▶ _Exercise_: How many lines in the listing include the string "EnrichmentPool"? Reply with the number alone.

[Available data — start]

use std::{collections::VecDeque, fmt::Display};

use serde::{Deserialize, Serialize};
use tokio::sync::broadcast;
use tracing::debug;

use crate::{device::DeviceId, session::Phase};

/// Something observable that happened to a device's session.
#[derive(Debug, Clone, Serialize, Deserialize, PartialEq, Eq)]
pub enum Event {
    /// A session moved to a new phase.
    Phase {
        /// The device whose session moved.
        device: DeviceId,

        /// The phase it moved to.
        phase: Phase,
    },

    /// A session observed the dockserver link failing.
    /// The process is about to go down.
    LinkFailed {
        /// The device whose session observed the failure.
        device: DeviceId,
    },
}

impl Display for Event {
    fn fmt(&self, f: &mut std::fmt::Formatter<'_>) -> std::fmt::Result {
        match self {
            Event::Phase { device, phase } => write!(f, "{device}: {phase}"),
            Event::LinkFailed { device } => write!(f, "{device}: dockserver link failed"),
        }
    }
}

/// An event and when it happened.
#[derive(Debug, Clone, Serialize, Deserialize, PartialEq, Eq)]
pub struct TimestampedEvent {
    /// The event.
    pub inner: Event,

    /// When the event happened.
    pub timestamp: chrono::DateTime<chrono::Utc>,
}

impl TimestampedEvent {
    /// Stamp an event with the current time.
    pub fn new(inner: Event) -> Self {
        Self {
            inner,
            timestamp: chrono::Utc::now(),
        }
    }
}

impl Display for TimestampedEvent {
    fn fmt(&self, f: &mut std::fmt::Formatter<'_>) -> std::fmt::Result {
        write!(f, "{}", self.inner)
    }
}

/// An event logger and broadcaster.
#[derive(Debug)]
pub struct Events {
    log: VecDeque<TimestampedEvent>,
    log_size: usize,

    tx: broadcast::Sender<TimestampedEvent>,
    #[allow(dead_code)]
    rx: broadcast::Receiver<TimestampedEvent>,
}

impl Events {
    /// Create a new events handler.
    /// It will keep a log of at most `log_size` events.
    /// It may be subscribed to to receive any events it sees.
    pub fn new(log_size: usize) -> Self {
        let (tx, rx) = broadcast::channel(1024);
        Self {
            tx,
            rx,
            log: VecDeque::new(),
            log_size,
        }
    }

    /// Subscribe to events.
    pub fn subscribe(&self) -> broadcast::Receiver<TimestampedEvent> {
        self.tx.subscribe()
    }

    /// Send an event. This will append it to the log and broadcast it to any subscribers.
    pub fn send_event(&mut self, event: Event) {
        let event = TimestampedEvent::new(event);
        debug!(%event, "Sending and storing event");
        self.log.push_front(event.clone());

        // Keep a log of at most this number recent events.
        // Truncate removes from the back, which means older events are split off first.
        self.log.truncate(self.log_size);

        self.tx.send(event).expect("Broadcast should work");
    }
}
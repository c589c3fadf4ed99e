//! Reconciliation of files on disk against an instance's mod records.

use camino::{Utf8Path, Utf8PathBuf};
use std::collections::HashMap;

use crate::models::{DISABLED_SUFFIX, ModFileEntry, ModRecord, ModType, ReconciledPair};

/// Matches discovered files to known records, synthesizing placeholders for
/// files the instance has no record of.
#[derive(Debug, Clone)]
pub struct ModReconciler {
    disabled_suffix: String,
}

impl ModReconciler {
    pub fn new(disabled_suffix: impl Into<String>) -> Self {
        Self {
            disabled_suffix: disabled_suffix.into(),
        }
    }

    /// Pair every path with exactly one record.
    ///
    /// A record matches when it is a regular mod and its stored file name equals
    /// the path's file name. The first match in `records` order wins. Output
    /// order follows `paths`.
    pub fn reconcile(&self, paths: &[Utf8PathBuf], records: &[ModRecord]) -> Vec<ReconciledPair> {
        self.reconcile_counted(paths, records).0
    }

    /// Same as [`reconcile`](Self::reconcile), also returning how many
    /// records had to be synthesized.
    pub fn reconcile_counted(&self, paths: &[Utf8PathBuf], records: &[ModRecord]) -> (Vec<ReconciledPair>, usize) {
        let known = index_records(records);
        let mut synthesized = 0;

        let pairs = paths
            .iter()
            .map(|path| {
                let entry = ModFileEntry::new(path.clone());
                let record = match known.get(entry.file_name()) {
                    Some(record) => (*record).clone(),
                    None => {
                        tracing::warn!(
                            "Failed to find mod for file {}. Generating temporary mod for it.",
                            entry.file_name()
                        );
                        synthesized += 1;
                        self.synthesize_record(path, ModType::Mods)
                    }
                };

                ReconciledPair { entry, record }
            })
            .collect();

        (pairs, synthesized)
    }

    /// Build a placeholder record for an unknown file.
    ///
    /// Pure function of the path's name: the enabled state comes from the
    /// disabled suffix, name and version stay empty until enrichment.
    pub fn synthesize_record(&self, path: &Utf8Path, mod_type: ModType) -> ModRecord {
        let file = path.file_name().unwrap_or_default().to_string();
        let disabled = self.is_disabled_name(&file);

        ModRecord {
            file,
            name: String::new(),
            version: String::new(),
            disabled,
            mod_type,
            user_added: true,
            internal_metadata: Vec::new(),
        }
    }

    pub fn is_disabled_name(&self, file_name: &str) -> bool {
        !self.disabled_suffix.is_empty() && file_name.ends_with(&self.disabled_suffix)
    }
}

impl Default for ModReconciler {
    fn default() -> Self {
        Self::new(DISABLED_SUFFIX)
    }
}

/// Regular mod records by file name, keeping the first of any duplicates
fn index_records(records: &[ModRecord]) -> HashMap<&str, &ModRecord> {
    let mut known = HashMap::with_capacity(records.len());
    for record in records.iter().filter(|record| record.mod_type == ModType::Mods) {
        known.entry(record.file.as_str()).or_insert(record);
    }
    known
}
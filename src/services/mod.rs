//! Services module - the mod inventory pipeline.
//!
//! These services have no dependency on the presentation layer; they take
//! explicit inputs and hand results back as values or channel messages.
//!
//! # Components
//!
//! - [`scan_mod_paths`]: lists regular files in an instance's mod directories.
//!   Unreadable directories are reported and skipped.
//! - [`ModReconciler`]: pairs every discovered file with exactly one
//!   [`ModRecord`](crate::models::ModRecord), synthesizing placeholders for
//!   unknown files from the `.disabled` naming convention.
//! - [`MetadataReader`]: reads loader descriptors embedded in mod archives and
//!   derives display names and versions, with file name fallbacks.
//! - [`EnrichmentPool`]: runs metadata reads on a bounded worker pool and
//!   publishes each [`RowUpdate`] on a single update channel.
//!
//! # Usage Example
//!
//! ```ignore
//! use modinv::services::{scan_mod_paths, ModReconciler};
//!
//! let paths = scan_mod_paths(&[instance_root.join("mods")]);
//! let pairs = ModReconciler::default().reconcile(&paths, &records);
//! ```

pub mod enrichment;
pub mod metadata;
pub mod reconciler;
pub mod scanner;

pub use enrichment::{EnrichmentError, EnrichmentPool, EnrichmentRun, EnrichmentSummary, RowUpdate};
pub use metadata::{MetadataError, MetadataReader};
pub use reconciler::ModReconciler;
pub use scanner::scan_mod_paths;
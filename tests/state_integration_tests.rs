//! Integration tests for InventoryManager and the presentation thread
//!
//! These tests verify that:
//! - Inventory changes are broadcast to subscribers
//! - Concurrent producers funnel every update through the single presentation writer
//! - Updates for the same row are applied one at a time

use modinv::models::ModRecord;
use modinv::presentation::{ModRow, ModsView, PresentationBridge};
use modinv::services::RowUpdate;
use modinv::{InventoryChange, InventoryManager};
use std::sync::Arc;
use std::thread;
use tokio::time::{Duration, timeout};

fn row(key: &str) -> ModRow {
    ModRow {
        key: key.to_string(),
        enabled: true,
        name: String::new(),
        version: String::new(),
    }
}

fn update(index: usize, version: &str) -> RowUpdate {
    RowUpdate {
        row_key: format!("mods/mod{}.jar", index),
        file: format!("mod{}.jar", index),
        name: format!("Mod {}", index),
        version: version.to_string(),
        internal_metadata: Vec::new(),
        failed: false,
    }
}

#[tokio::test]
async fn test_pass_events_emitted() {
    let inventory = InventoryManager::new();
    let mut rx = inventory.subscribe();

    inventory.start_pass(vec![("mods/mod0.jar".to_string(), ModRecord::new("mod0.jar", "", ""))], 1);
    inventory.record_enrichment(&update(0, "1.0"));
    inventory.finish_pass();

    let started = timeout(Duration::from_millis(100), rx.recv())
        .await
        .expect("Timeout waiting for event")
        .expect("Channel closed");
    assert_eq!(started, InventoryChange::PassStarted { total_rows: 1 });

    let enriched = timeout(Duration::from_millis(100), rx.recv())
        .await
        .expect("Timeout waiting for event")
        .expect("Channel closed");
    assert!(matches!(enriched, InventoryChange::RowEnriched { ref row_key, .. } if row_key == "mods/mod0.jar"));

    let finished = timeout(Duration::from_millis(100), rx.recv())
        .await
        .expect("Timeout waiting for event")
        .expect("Channel closed");
    assert_eq!(finished, InventoryChange::PassFinished { enriched: 1, failed: 0 });
}

#[test]
fn test_concurrent_producers_single_writer() {
    const ROWS: usize = 50;
    const PRODUCERS: usize = 8;

    let inventory = InventoryManager::new();
    let bridge = PresentationBridge::spawn(ModsView::new(inventory.clone())).unwrap();

    let rows = (0..ROWS).map(|i| row(&format!("mods/mod{}.jar", i))).collect();
    let records = (0..ROWS)
        .map(|i| (format!("mods/mod{}.jar", i), ModRecord::new(format!("mod{}.jar", i), "", "")))
        .collect();
    bridge.dispatch(move |view| view.begin_pass(rows, records));

    let handle = Arc::new(bridge.handle());
    let producers: Vec<_> = (0..PRODUCERS)
        .map(|producer| {
            let handle = Arc::clone(&handle);
            thread::spawn(move || {
                for i in 0..ROWS {
                    let update = update(i, &format!("{}", producer));
                    handle.dispatch(move |view| view.apply_update(update));
                }
            })
        })
        .collect();

    for producer in producers {
        producer.join().unwrap();
    }

    bridge.dispatch(ModsView::finish_pass);
    let view = bridge.shutdown().unwrap();

    assert_eq!(view.updates_applied(), ROWS * PRODUCERS);
    assert_eq!(view.table().len(), ROWS);

    let state = inventory.snapshot();
    assert!(!state.pass_in_progress);
    assert_eq!(state.enriched_rows, ROWS * PRODUCERS);

    // Every row holds one producer's complete value, never a mix
    for i in 0..ROWS {
        let row = view.table().row(&format!("mods/mod{}.jar", i)).unwrap();
        let record = &state.records[&format!("mods/mod{}.jar", i)];
        assert_eq!(row.name, format!("Mod {}", i));
        assert_eq!(row.version, record.version);
    }
}

#[tokio::test]
async fn test_query_sees_applied_updates() {
    let bridge = PresentationBridge::spawn(ModsView::new(InventoryManager::new())).unwrap();
    let handle = bridge.handle();

    handle.dispatch(|view| {
        view.begin_pass(
            vec![row("mods/mod1.jar")],
            vec![("mods/mod1.jar".to_string(), ModRecord::new("mod1.jar", "", ""))],
        )
    });
    handle.dispatch(|view| view.apply_update(update(1, "3.0")));

    let version = handle
        .query(|view| view.table().row("mods/mod1.jar").map(|r| r.version.clone()))
        .await
        .flatten();

    assert_eq!(version.as_deref(), Some("3.0"));
    bridge.shutdown().unwrap();
}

[Available data — finish]

▶ _Answer for the task_: 2